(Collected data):
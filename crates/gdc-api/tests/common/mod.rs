// Copyright (c) 2025 Geoffrey Huntley <ghuntley@ghuntley.com>. All rights reserved.
// SPDX-License-Identifier: Proprietary

//! Scripted transport shared by the integration tests.

#![allow(dead_code)]

use std::collections::HashMap;
use std::sync::{Arc, Mutex};
use std::time::Duration;

use async_trait::async_trait;
use gdc_api::{
	GdcClient, Result, Transport, TransportRequest, TransportResponse, REQUEST_ID_HEADER,
};
use http::header::{COOKIE, SET_COOKIE};
use http::{HeaderMap, HeaderValue, Method};
use serde_json::Value;

type Handler = dyn Fn(&TransportRequest) -> TransportResponse + Send + Sync;

/// One request as the transport saw it.
#[derive(Debug, Clone)]
pub struct Recorded {
	pub method: Method,
	pub path: String,
	pub cookie: Option<String>,
	pub body: Option<Value>,
}

/// Answers every request through a handler closure and records what was
/// sent. Each send yields once so concurrent callers interleave.
pub struct MockTransport {
	handler: Box<Handler>,
	delays: Mutex<HashMap<(Method, String), Duration>>,
	requests: Mutex<Vec<Recorded>>,
}

impl MockTransport {
	pub fn new<F>(handler: F) -> Arc<Self>
	where
		F: Fn(&TransportRequest) -> TransportResponse + Send + Sync + 'static,
	{
		Arc::new(Self {
			handler: Box::new(handler),
			delays: Mutex::new(HashMap::new()),
			requests: Mutex::new(Vec::new()),
		})
	}

	/// Delays the answer to `method path`.
	pub fn delay(&self, method: Method, path: &str, delay: Duration) {
		self.delays
			.lock()
			.unwrap()
			.insert((method, path.to_string()), delay);
	}

	pub fn requests(&self) -> Vec<Recorded> {
		self.requests.lock().unwrap().clone()
	}

	pub fn count(&self, method: &Method, path: &str) -> usize {
		self.requests()
			.iter()
			.filter(|r| &r.method == method && r.path == path)
			.count()
	}

	/// `METHOD path` for every request, in send order.
	pub fn trace(&self) -> Vec<String> {
		self.requests()
			.iter()
			.map(|r| format!("{} {}", r.method, r.path))
			.collect()
	}
}

#[async_trait]
impl Transport for MockTransport {
	async fn send(&self, request: TransportRequest) -> Result<TransportResponse> {
		self.requests.lock().unwrap().push(Recorded {
			method: request.method.clone(),
			path: request.path.clone(),
			cookie: request
				.headers
				.get(COOKIE)
				.and_then(|v| v.to_str().ok())
				.map(str::to_string),
			body: request
				.body
				.as_deref()
				.and_then(|b| serde_json::from_str(b).ok()),
		});

		tokio::task::yield_now().await;
		let delay = self
			.delays
			.lock()
			.unwrap()
			.get(&(request.method.clone(), request.path.clone()))
			.copied();
		if let Some(delay) = delay {
			tokio::time::sleep(delay).await;
		}

		Ok((self.handler)(&request))
	}
}

pub fn respond(status: u16, body: Value) -> TransportResponse {
	TransportResponse {
		status,
		headers: HeaderMap::new(),
		body: body.to_string(),
	}
}

pub fn respond_text(status: u16, body: &str) -> TransportResponse {
	TransportResponse {
		status,
		headers: HeaderMap::new(),
		body: body.to_string(),
	}
}

pub fn with_cookie(mut response: TransportResponse, cookie: &str) -> TransportResponse {
	response
		.headers
		.append(SET_COOKIE, HeaderValue::from_str(cookie).unwrap());
	response
}

pub fn with_request_id(mut response: TransportResponse, id: &str) -> TransportResponse {
	response
		.headers
		.insert(REQUEST_ID_HEADER, HeaderValue::from_str(id).unwrap());
	response
}

pub fn cookie_of(request: &TransportRequest) -> String {
	request
		.headers
		.get(COOKIE)
		.and_then(|v| v.to_str().ok())
		.unwrap_or_default()
		.to_string()
}

pub fn client(transport: &Arc<MockTransport>) -> GdcClient {
	builder(transport).build().unwrap()
}

pub fn builder(transport: &Arc<MockTransport>) -> gdc_api::GdcClientBuilder {
	GdcClient::builder("secure.example.com")
		.poll_interval(Duration::from_millis(1000))
		.transport(transport.clone())
}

(Task):
Taking the records above as input, show every line in which the word "Recorded" is present.

(Completed exercise):
pub struct Recorded {
	requests: Mutex<Vec<Recorded>>,
	pub fn requests(&self) -> Vec<Recorded> {
		self.requests.lock().unwrap().push(Recorded {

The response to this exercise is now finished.